Fig. 1: Clinical associations with somatic alterations in OS.

a, b Kaplan-Meier survival analysis (disease-free survival for a; overall survival for b) of mutation signature 8 scores which describe the contribution of mutation signature 8 to the point mutation profile. The cohort was separated into tertiles based on signature 8 scores. Group 1 (denoted as T1) is the first tertile with lowest mutation signature 8 scores. Groups 2 and 3 (denoted as T2 and T3 respctively) are the next 2 tertiles with higher mutation signature 8 scores. c Hierarchical clustering heatmap of rearrangements classification pattern identified in our cohort along with clinical features: age of diagnosis (<18 years, 18– < 50 years, and >50 years), tumor specimen type (primary, local recurrence, metastasis), and vital status (dead, alive). Structural rearrangements were classified based on their type: deletion (del), tandem duplication (tds), inversion (inv), and interchromosomal translocation (trans), and size, and clustered (denoted as c_) versus non-clustered events. d Boxplot showing the ratio of clustered rearrangements within associated with chromothriptic regions as compared across three groups of specimens based on age of diagnosis (<18 years, 18–<50 years, and >50 years).

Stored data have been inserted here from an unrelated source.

//! Folding pipeline events into the per-file result table.

use crate::model::{ConversionEvent, Outcome, ResultRow, RowStatus};
use std::collections::BTreeMap;

/// Latest row per source, kept sorted by source for rendering.
#[derive(Debug, Clone, Default)]
pub struct ResultTable {
    rows: BTreeMap<String, ResultRow>,
}

impl ResultTable {
    /// Apply one event; creates the row on first sight of the source.
    pub fn apply(&mut self, event: &ConversionEvent, dry_run: bool) -> &ResultRow {
        let row = self
            .rows
            .entry(event.source.clone())
            .or_insert_with(|| ResultRow::pending(&event.source));

        if let Some(timecode) = reported(&event.timecode) {
            row.timecode = Some(timecode.to_string());
        }
        if let Some(reel) = reported(&event.reel) {
            row.reel = Some(reel.to_string());
        }
        if let Some(output) = event.output.as_deref() {
            if output != row.output {
                tracing::debug!(
                    source = %event.source,
                    reported = output,
                    derived = %row.output,
                    "ignoring pipeline output name"
                );
            }
        }
        row.status = classify(row, event.outcome, dry_run);
        row
    }

    pub fn get(&self, source: &str) -> Option<&ResultRow> {
        self.rows.get(source)
    }

    pub fn len(&self) -> usize {
        self.rows.len()
    }

    pub fn is_empty(&self) -> bool {
        self.rows.is_empty()
    }

    pub fn clear(&mut self) {
        self.rows.clear();
    }

    pub fn rows(&self) -> impl Iterator<Item = &ResultRow> {
        self.rows.values()
    }
}

fn reported(value: &Option<String>) -> Option<&str> {
    value.as_deref().map(str::trim).filter(|v| !v.is_empty())
}

fn classify(row: &ResultRow, outcome: Outcome, dry_run: bool) -> RowStatus {
    if dry_run {
        return RowStatus::DryRun;
    }
    match outcome {
        Outcome::Error => RowStatus::Error,
        Outcome::MissingMetadata => RowStatus::MissingMetadata,
        Outcome::Ready | Outcome::Probed => {
            if row.timecode.is_none() || row.reel.is_none() {
                RowStatus::MissingMetadata
            } else {
                RowStatus::Ready
            }
        }
    }
}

Then significance values (P-values) of the comparisons are from the Wilcoxon rank sum test are shown in asterisks. e Pearson correlation between normalized telomere length and number of copy number segments of samples. f Pearson correlation between normalized telomere length and ATRX gene expression level (in log2 scale) of samples. Samples with both ATRX and TP53 alterations, ATRX alterations alone, and TP53 alterations alone were respectively marked as red, blue, and green color.